= EXTRACTED ENTRIES =
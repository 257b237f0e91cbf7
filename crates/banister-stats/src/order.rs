//! Sorting and order statistics over `f64` slices.
//!
//! All functions operate on plain slices so they can be applied directly to
//! population fitness vectors. Sorting uses [`f64::total_cmp`], so NaN values
//! never cause a panic; their position in the result is unspecified.

/// Sorts values in ascending order in place.
///
/// The sort is not stable. NaN values end up at one of the ends.
///
/// # Examples
///
/// ```
/// use banister_stats::order;
///
/// let mut values = [3.0, -1.0, 2.0];
/// order::sort(&mut values);
/// assert_eq!(values, [-1.0, 2.0, 3.0]);
/// ```
pub fn sort(data: &mut [f64]) {
    data.sort_unstable_by(f64::total_cmp);
}

/// Returns the indices that would sort `data` in ascending order.
///
/// Applying the returned permutation to `data` yields the same sequence as
/// [`sort`].
///
/// # Examples
///
/// ```
/// use banister_stats::order;
///
/// let values = [-0.188, 0.262, 0.648, -0.241, 0.213, -0.145, 0.604, 0.721];
/// assert_eq!(order::sort_index(&values), vec![3, 0, 5, 4, 1, 6, 2, 7]);
/// ```
#[must_use]
pub fn sort_index(data: &[f64]) -> Vec<usize> {
    let mut indices = (0..data.len()).collect::<Vec<_>>();
    indices.sort_unstable_by(|&a, &b| data[a].total_cmp(&data[b]));
    indices
}

/// Computes the median of sorted data.
///
/// For even lengths the two middle values are averaged. Returns NaN if the
/// input is empty.
#[must_use]
pub fn median_from_sorted(sorted_data: &[f64]) -> f64 {
    let n = sorted_data.len();
    if n == 0 {
        return f64::NAN;
    }
    let lower = (n - 1) / 2;
    let upper = n / 2;
    if lower == upper {
        sorted_data[lower]
    } else {
        (sorted_data[lower] + sorted_data[upper]) / 2.0
    }
}

/// Computes the `q` quantile of sorted data by linear interpolation.
///
/// The fractional rank is `q * (n - 1)`; the result interpolates between the
/// two sorted values bracketing that rank. `q = 0.0` gives the minimum and
/// `q = 1.0` the maximum. A rank that falls exactly on a value returns it
/// unchanged, so infinite values are reported as such. Returns NaN if the
/// input is empty.
///
/// # Examples
///
/// ```
/// use banister_stats::order;
///
/// let values = [-0.595, -0.505, -0.464, -0.332, 0.248, 0.353, 0.802, 0.876];
/// let q1 = order::quantile_from_sorted(&values, 0.25);
/// assert!((q1 - -0.47425).abs() < 1e-9);
/// ```
#[expect(
    clippy::cast_sign_loss,
    clippy::cast_possible_truncation,
    clippy::cast_precision_loss
)]
#[must_use]
pub fn quantile_from_sorted(sorted_data: &[f64], q: f64) -> f64 {
    let n = sorted_data.len();
    if n == 0 {
        return f64::NAN;
    }
    let rank = q * (n - 1) as f64;
    let lower = (rank as usize).min(n - 1);
    if lower == n - 1 {
        return sorted_data[lower];
    }
    let delta = rank - lower as f64;
    if delta == 0.0 {
        return sorted_data[lower];
    }
    (sorted_data[lower + 1] - sorted_data[lower]).mul_add(delta, sorted_data[lower])
}

/// Returns the index of the smallest value.
///
/// If any value is NaN, the index of the first NaN is returned. Ties resolve to
/// the first occurrence. Returns `0` for empty input.
#[must_use]
pub fn min_index(data: &[f64]) -> usize {
    extremum_index(data, |candidate, best| candidate < best)
}

/// Returns the index of the largest value.
///
/// If any value is NaN, the index of the first NaN is returned. Ties resolve to
/// the first occurrence. Returns `0` for empty input.
///
/// # Examples
///
/// ```
/// use banister_stats::order;
///
/// assert_eq!(order::max_index(&[1.0, 5.0, 5.0, 2.0]), 1);
/// assert_eq!(order::max_index(&[1.0, f64::NAN, 5.0]), 1);
/// ```
#[must_use]
pub fn max_index(data: &[f64]) -> usize {
    extremum_index(data, |candidate, best| candidate > best)
}

fn extremum_index<F>(data: &[f64], better: F) -> usize
where
    F: Fn(f64, f64) -> bool,
{
    let mut best_index = 0;
    for (i, &value) in data.iter().enumerate() {
        if value.is_nan() {
            return i;
        }
        if better(value, data[best_index]) {
            best_index = i;
        }
    }
    best_index
}

/// Returns the minimum and maximum values as `(min, max)`.
///
/// Returns `(NaN, NaN)` if the input is empty or contains a NaN.
#[must_use]
pub fn min_max(data: &[f64]) -> (f64, f64) {
    let Some(&first) = data.first() else {
        return (f64::NAN, f64::NAN);
    };
    let mut min = first;
    let mut max = first;
    for &value in data {
        if value.is_nan() {
            return (f64::NAN, f64::NAN);
        }
        min = min.min(value);
        max = max.max(value);
    }
    (min, max)
}

#[cfg(test)]
mod tests {
    use super::*;

    const UNSORTED: [f64; 8] = [-0.188, 0.262, 0.648, -0.241, 0.213, -0.145, 0.604, 0.721];
    const SORTED: [f64; 8] = [-0.595, -0.505, -0.464, -0.332, 0.248, 0.353, 0.802, 0.876];

    fn approx_eq(a: f64, b: f64) -> bool {
        (a - b).abs() < 1e-9
    }

    #[test]
    fn test_sort() {
        let mut values = UNSORTED;
        sort(&mut values);
        assert_eq!(
            values,
            [-0.241, -0.188, -0.145, 0.213, 0.262, 0.604, 0.648, 0.721]
        );
    }

    #[test]
    fn test_sort_index() {
        assert_eq!(sort_index(&UNSORTED), vec![3, 0, 5, 4, 1, 6, 2, 7]);
        assert!(sort_index(&[]).is_empty());
    }

    #[test]
    fn test_sort_index_matches_sort() {
        let values = [5.5, -3.0, 0.0, 12.25, -7.5, 1.0, 1.5];
        let permuted = sort_index(&values)
            .into_iter()
            .map(|i| values[i])
            .collect::<Vec<_>>();
        let mut sorted = values;
        sort(&mut sorted);
        assert_eq!(permuted, sorted);
    }

    #[test]
    fn test_median_from_sorted() {
        assert!(approx_eq(median_from_sorted(&SORTED), -0.042));
        assert!(approx_eq(median_from_sorted(&SORTED[..7]), -0.332));
        assert!(median_from_sorted(&[]).is_nan());
    }

    #[test]
    fn test_quantile_from_sorted() {
        let cases = [
            (0.0, -0.595),
            (0.1, -0.532),
            (0.25, -0.47425),
            (0.5, -0.042),
            (0.8, 0.6224),
            (1.0, 0.876),
        ];
        for (q, expected) in cases {
            let actual = quantile_from_sorted(&SORTED, q);
            assert!(approx_eq(actual, expected), "q={q}: {actual} != {expected}");
        }
        assert!(quantile_from_sorted(&[], 0.5).is_nan());
    }

    #[test]
    fn test_quantile_extremes_and_median() {
        for len in 1..=SORTED.len() {
            let data = &SORTED[..len];
            assert_eq!(quantile_from_sorted(data, 0.0), data[0]);
            assert_eq!(quantile_from_sorted(data, 1.0), data[len - 1]);
            assert!(approx_eq(
                quantile_from_sorted(data, 0.5),
                median_from_sorted(data)
            ));
        }
    }

    #[test]
    fn test_min_index() {
        let mut values = UNSORTED;
        assert_eq!(min_index(&values), 3);

        values[4] = f64::NAN;
        values[6] = f64::NAN;
        assert_eq!(min_index(&values), 4);

        assert_eq!(min_index(&[]), 0);
    }

    #[test]
    fn test_max_index() {
        let mut values = [-0.188, 0.262, 0.648, -0.241, 0.213, 0.721, -0.145, 0.604];
        assert_eq!(max_index(&values), 5);

        values[4] = f64::NAN;
        values[6] = f64::NAN;
        assert_eq!(max_index(&values), 4);

        assert_eq!(max_index(&[]), 0);
    }

    #[test]
    fn test_extremum_ties_pick_first() {
        let values = [2.0, 7.0, 1.0, 7.0, 1.0];
        assert_eq!(max_index(&values), 1);
        assert_eq!(min_index(&values), 2);
    }

    #[test]
    fn test_max_index_with_negative_infinity() {
        let values = [f64::NEG_INFINITY, f64::NEG_INFINITY, -3.0];
        assert_eq!(max_index(&values), 2);
        assert_eq!(max_index(&values[..2]), 0);
    }

    #[test]
    fn test_min_max() {
        let mut values = UNSORTED;
        assert_eq!(min_max(&values), (-0.241, 0.721));

        values[4] = f64::NAN;
        values[6] = f64::NAN;
        let (min, max) = min_max(&values);
        assert!(min.is_nan());
        assert!(max.is_nan());

        let (min, max) = min_max(&[]);
        assert!(min.is_nan());
        assert!(max.is_nan());
    }
}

= YOUR ASSIGNMENT =
Some of the data mentions "upper". Copy every line where it does.

= WRITTEN ANSWER =
    let upper = n / 2;
    if lower == upper {
        (sorted_data[lower] + sorted_data[upper]) / 2.0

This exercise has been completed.